### How to complete this task
Once you have read the data below, write it all out exactly.

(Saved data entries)
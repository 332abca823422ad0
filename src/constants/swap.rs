//! Swap execution defaults

/// Number of swap attempts per wallet
pub const DEFAULT_SWAP_COUNT: u32 = 5;

/// Delay between two attempts of the same wallet (in milliseconds)
pub const DEFAULT_SWAP_DELAY_MS: u64 = 4_000;

/// Seconds added to the current time to build the router deadline
pub const DEFAULT_DEADLINE_SECONDS: i64 = 1_800;

/// Fixed gas limit attached to approvals and swaps
pub const DEFAULT_SWAP_GAS_LIMIT: u64 = 300_000;

/// Largest decimals count whose scale factor still fits in 256 bits
pub const MAX_TOKEN_DECIMALS: u8 = 77;

/// Slippage tolerance is stored in basis points
pub const SLIPPAGE_DECIMALS: u8 = 4;
pub const BASIS_POINTS_DENOMINATOR: u64 = 10_000;

/// Reserved address some tooling uses to denote the chain's native currency
pub const NATIVE_SENTINEL_ADDRESS: &str = "0xEeeeeEeeeEeEeeEeEeEeeEEEeeeeEeeeeeeeEEeE";

/// Case-insensitive aliases accepted for the native currency in configuration
pub const NATIVE_ALIASES: [&str; 2] = ["native", "eth"];

/// Decimals of the native currency on EVM chains
pub const NATIVE_DECIMALS: u8 = 18;
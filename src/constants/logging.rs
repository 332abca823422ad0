//! Logging configuration constants

/// Default log level when not specified
pub const DEFAULT_LOG_LEVEL: &str = "info";

/// Default log mode when not specified
pub const DEFAULT_LOG_MODE: &str = "stdout";

/// Default log file path for file logging. The UTC date is appended before the extension.
pub const DEFAULT_LOG_FILE_PATH: &str = "logs/swap-runner.log";
impl<P> BatchRunner<P>
where
    P: EvmProviderTrait,
{
    pub fn new(executor: SwapExecutor<P>, config: BatchConfig) -> Self {
        Self { executor, config }
    }

    /// Runs every attempt of every wallet in `credentials`.
    ///
    /// Setting `shutdown` to `true` stops the run; an attempt that is in flight at that
    /// moment is recorded as `Unknown` since its transaction may still be mined.
    pub async fn run(
        &self,
        credentials: &dyn CredentialSource,
        intent: &SwapIntent,
        mut shutdown: watch::Receiver<bool>,
    ) -> BatchReport {
        let mut report = BatchReport::default();
        let wallet_count = credentials.len();
        info!(
            "Starting batch: {} wallets x {} attempts, swapping {}",
            wallet_count, self.config.attempts_per_wallet, intent
        );

        'wallets: for position in 0..wallet_count {
            if *shutdown.borrow() {
                report.cancelled = true;
                break;
            }

            // The signer, and the key it was built from, live only for this wallet's attempts.
            let signer = match credentials.load_signer(position) {
                Ok(signer) => signer,
                Err(e) => {
                    error!("Skipping wallet {}/{}: {}", position + 1, wallet_count, e);
                    report.skipped_wallets.push(SkippedWallet {
                        position,
                        reason: e.to_string(),
                    });
                    continue;
                }
            };
            info!(
                "Wallet {}/{}: {}",
                position + 1,
                wallet_count,
                signer.address()
            );

            for index in 1..=self.config.attempts_per_wallet {
                let mut attempt = SwapAttempt::new(signer.address(), index);
                let result = tokio::select! {
                    biased;
                    _ = shutdown_requested(&mut shutdown) => None,
                    result = self.executor.run_attempt(&signer, intent, &mut attempt) => Some(result),
                };

                let Some(result) = result else {
                    attempt.mark_unknown();
                    log_attempt(&attempt);
                    report.attempts.push(attempt);
                    report.cancelled = true;
                    break 'wallets;
                };
                finish_attempt(&mut attempt, result);

                let failure = attempt.outcome.failure_kind();
                if let SwapOutcome::Failed {
                    kind: FailureKind::ProviderUnavailable,
                    message,
                } = &attempt.outcome
                {
                    error!("Provider unavailable, aborting run: {}", message);
                    report.aborted = Some(message.clone());
                    report.attempts.push(attempt);
                    break 'wallets;
                }
                report.attempts.push(attempt);

                let interrupted = tokio::select! {
                    biased;
                    _ = shutdown_requested(&mut shutdown) => true,
                    _ = sleep(self.config.delay_between_attempts) => false,
                };
                if interrupted {
                    report.cancelled = true;
                    break 'wallets;
                }

                if failure == Some(FailureKind::InsufficientBalance)
                    && self.config.abort_wallet_on_insufficient_balance
                {
                    warn!(
                        "[{}] Insufficient balance, skipping remaining {} attempts",
                        signer.address(),
                        self.config.attempts_per_wallet - index
                    );
                    break;
                }
            }
        }

        if report.cancelled {
            warn!("Batch cancelled by shutdown request");
        }
        info!("Batch finished: {}", report);
        report
    }
}
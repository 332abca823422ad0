use std::fmt;

use alloy::{
    hex,
    primitives::Address,
    signers::{k256::ecdsa::SigningKey, local::LocalSigner as AlloyLocalSignerClient},
};
use zeroize::Zeroizing;

use crate::models::SignerError;

/// Signing identity of one wallet for the duration of its attempts.
///
/// The underlying `SigningKey` zeroizes itself on drop.
pub struct WalletSigner {
    local_signer_client: AlloyLocalSignerClient<SigningKey>,
}

impl WalletSigner {
    /// Builds a signer from a hex private key, with or without `0x` prefix.
    pub fn from_secret(secret: &str) -> Result<Self, SignerError> {
        let key_bytes = Zeroizing::new(
            hex::decode(secret.trim())
                .map_err(|e| SignerError::InvalidKey(format!("not valid hex: {e}")))?,
        );

        if key_bytes.len() != 32 {
            return Err(SignerError::InvalidKey(format!(
                "expected 32 bytes, got {}",
                key_bytes.len()
            )));
        }

        let local_signer_client = AlloyLocalSignerClient::from_slice(&key_bytes)
            .map_err(|e| SignerError::InvalidKey(e.to_string()))?;

        Ok(Self {
            local_signer_client,
        })
    }

    pub fn address(&self) -> Address {
        self.local_signer_client.address()
    }

    pub fn local_signer(&self) -> &AlloyLocalSignerClient<SigningKey> {
        &self.local_signer_client
    }
}

impl fmt::Debug for WalletSigner {
    fn fmt(&self, f: &mut fmt::Formatter<'_>) -> fmt::Result {
        f.debug_struct("WalletSigner")
            .field("address", &self.address())
            .finish_non_exhaustive()
    }
}
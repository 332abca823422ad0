//! # Domain Module
//!
//! Core swap logic:
//!
//! * Amount conversion between human and base units
//! * Allowance and balance checks
//! * Router path resolution
//! * Single-attempt execution and the per-wallet batch loop

pub mod swap;
pub use swap::*;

### Your response
repository 332abca823422ad0
filename src/constants/swap.rs
//! Swap execution defaults

/// Number of swap attempts per wallet
pub const DEFAULT_SWAP_COUNT: u32 = 5;

/// Delay between two attempts of the same wallet (in milliseconds)
pub const DEFAULT_SWAP_DELAY_MS: u64 = 4_000;

/// Seconds added to the current time to build the router deadline
pub const DEFAULT_DEADLINE_SECONDS: i64 = 1_800;

/// Fixed gas limit attached to approvals and swaps
pub const DEFAULT_SWAP_GAS_LIMIT: u64 = 300_000;

/// Largest decimals count whose scale factor still fits in 256 bits
pub const MAX_TOKEN_DECIMALS: u8 = 77;

/// Slippage tolerance is stored in basis points
pub const SLIPPAGE_DECIMALS: u8 = 4;
pub const BASIS_POINTS_DENOMINATOR: u64 = 10_000;

/// Reserved address some tooling uses to denote the chain's native currency
pub const NATIVE_SENTINEL_ADDRESS: &str = "0xEeeeeEeeeEeEeeEeEeEeeEEEeeeeEeeeeeeeEEeE";

/// Case-insensitive aliases accepted for the native currency in configuration
pub const NATIVE_ALIASES: [&str; 2] = ["native", "eth"];

/// Decimals of the native currency on EVM chains
pub const NATIVE_DECIMALS: u8 = 18;
filename src/constants/logging.rs
repository 332abca823422ad0
//! Logging configuration constants

/// Default log level when not specified
pub const DEFAULT_LOG_LEVEL: &str = "info";

/// Default log mode when not specified
pub const DEFAULT_LOG_MODE: &str = "stdout";

/// Default log file path for file logging. The UTC date is appended before the extension.
pub const DEFAULT_LOG_FILE_PATH: &str = "logs/swap-runner.log";
impl<P> BatchRunner<P>
where
    P: EvmProviderTrait,
{
    pub fn new(executor: SwapExecutor<P>, config: BatchConfig) -> Self {
        Self { executor, config }
    }

    /// Runs every attempt of every wallet in `credentials`.
    ///
    /// Setting `shutdown` to `true` stops the run; an attempt that is in flight at that
    /// moment is recorded as `Unknown` since its transaction may still be mined.
    pub async fn run(
        &self,
        credentials: &dyn CredentialSource,
        intent: &SwapIntent,
        mut shutdown: watch::Receiver<bool>,
    ) -> BatchReport {
        let mut report = BatchReport::default();
        let wallet_count = credentials.len();
        info!(
            "Starting batch: {} wallets x {} attempts, swapping {}",
            wallet_count, self.config.attempts_per_wallet, intent
        );

        'wallets: for position in 0..wallet_count {
            if *shutdown.borrow() {
                report.cancelled = true;
                break;
            }

            // The signer, and the key it was built from, live only for this wallet's attempts.
            let signer = match credentials.load_signer(position) {
                Ok(signer) => signer,
                Err(e) => {
                    error!("Skipping wallet {}/{}: {}", position + 1, wallet_count, e);
                    report.skipped_wallets.push(SkippedWallet {
                        position,
                        reason: e.to_string(),
                    });
                    continue;
                }
            };
            info!(
                "Wallet {}/{}: {}",
                position + 1,
                wallet_count,
                signer.address()
            );

            for index in 1..=self.config.attempts_per_wallet {
                let mut attempt = SwapAttempt::new(signer.address(), index);
                let result = tokio::select! {
                    biased;
                    _ = shutdown_requested(&mut shutdown) => None,
                    result = self.executor.run_attempt(&signer, intent, &mut attempt) => Some(result),
                };

                let Some(result) = result else {
                    attempt.mark_unknown();
                    log_attempt(&attempt);
                    report.attempts.push(attempt);
                    report.cancelled = true;
                    break 'wallets;
                };
                finish_attempt(&mut attempt, result);

                let failure = attempt.outcome.failure_kind();
                if let SwapOutcome::Failed {
                    kind: FailureKind::ProviderUnavailable,
                    message,
                } = &attempt.outcome
                {
                    error!("Provider unavailable, aborting run: {}", message);
                    report.aborted = Some(message.clone());
                    report.attempts.push(attempt);
                    break 'wallets;
                }
                report.attempts.push(attempt);

                let interrupted = tokio::select! {
                    biased;
                    _ = shutdown_requested(&mut shutdown) => true,
                    _ = sleep(self.config.delay_between_attempts) => false,
                };
                if interrupted {
                    report.cancelled = true;
                    break 'wallets;
                }

                if failure == Some(FailureKind::InsufficientBalance)
                    && self.config.abort_wallet_on_insufficient_balance
                {
                    warn!(
                        "[{}] Insufficient balance, skipping remaining {} attempts",
                        signer.address(),
                        self.config.attempts_per_wallet - index
                    );
                    break;
                }
            }
        }

        if report.cancelled {
            warn!("Batch cancelled by shutdown request");
        }
        info!("Batch finished: {}", report);
        report
    }
}
repository 332abca823422ad0
use std::fmt;

use alloy::{
    hex,
    primitives::Address,
    signers::{k256::ecdsa::SigningKey, local::LocalSigner as AlloyLocalSignerClient},
};
use zeroize::Zeroizing;

use crate::models::SignerError;

/// Signing identity of one wallet for the duration of its attempts.
///
/// The underlying `SigningKey` zeroizes itself on drop.
pub struct WalletSigner {
    local_signer_client: AlloyLocalSignerClient<SigningKey>,
}

impl WalletSigner {
    /// Builds a signer from a hex private key, with or without `0x` prefix.
    pub fn from_secret(secret: &str) -> Result<Self, SignerError> {
        let key_bytes = Zeroizing::new(
            hex::decode(secret.trim())
                .map_err(|e| SignerError::InvalidKey(format!("not valid hex: {e}")))?,
        );

        if key_bytes.len() != 32 {
            return Err(SignerError::InvalidKey(format!(
                "expected 32 bytes, got {}",
                key_bytes.len()
            )));
        }

        let local_signer_client = AlloyLocalSignerClient::from_slice(&key_bytes)
            .map_err(|e| SignerError::InvalidKey(e.to_string()))?;

        Ok(Self {
            local_signer_client,
        })
    }

    pub fn address(&self) -> Address {
        self.local_signer_client.address()
    }

    pub fn local_signer(&self) -> &AlloyLocalSignerClient<SigningKey> {
        &self.local_signer_client
    }
}

impl fmt::Debug for WalletSigner {
    fn fmt(&self, f: &mut fmt::Formatter<'_>) -> fmt::Result {
        f.debug_struct("WalletSigner")
            .field("address", &self.address())
            .finish_non_exhaustive()
    }
}
repository 332abca823422ad0
//! # Domain Module
//!
//! Core swap logic:
//!
//! * Amount conversion between human and base units
//! * Allowance and balance checks
//! * Router path resolution
//! * Single-attempt execution and the per-wallet batch loop

pub mod swap;
pub use swap::*;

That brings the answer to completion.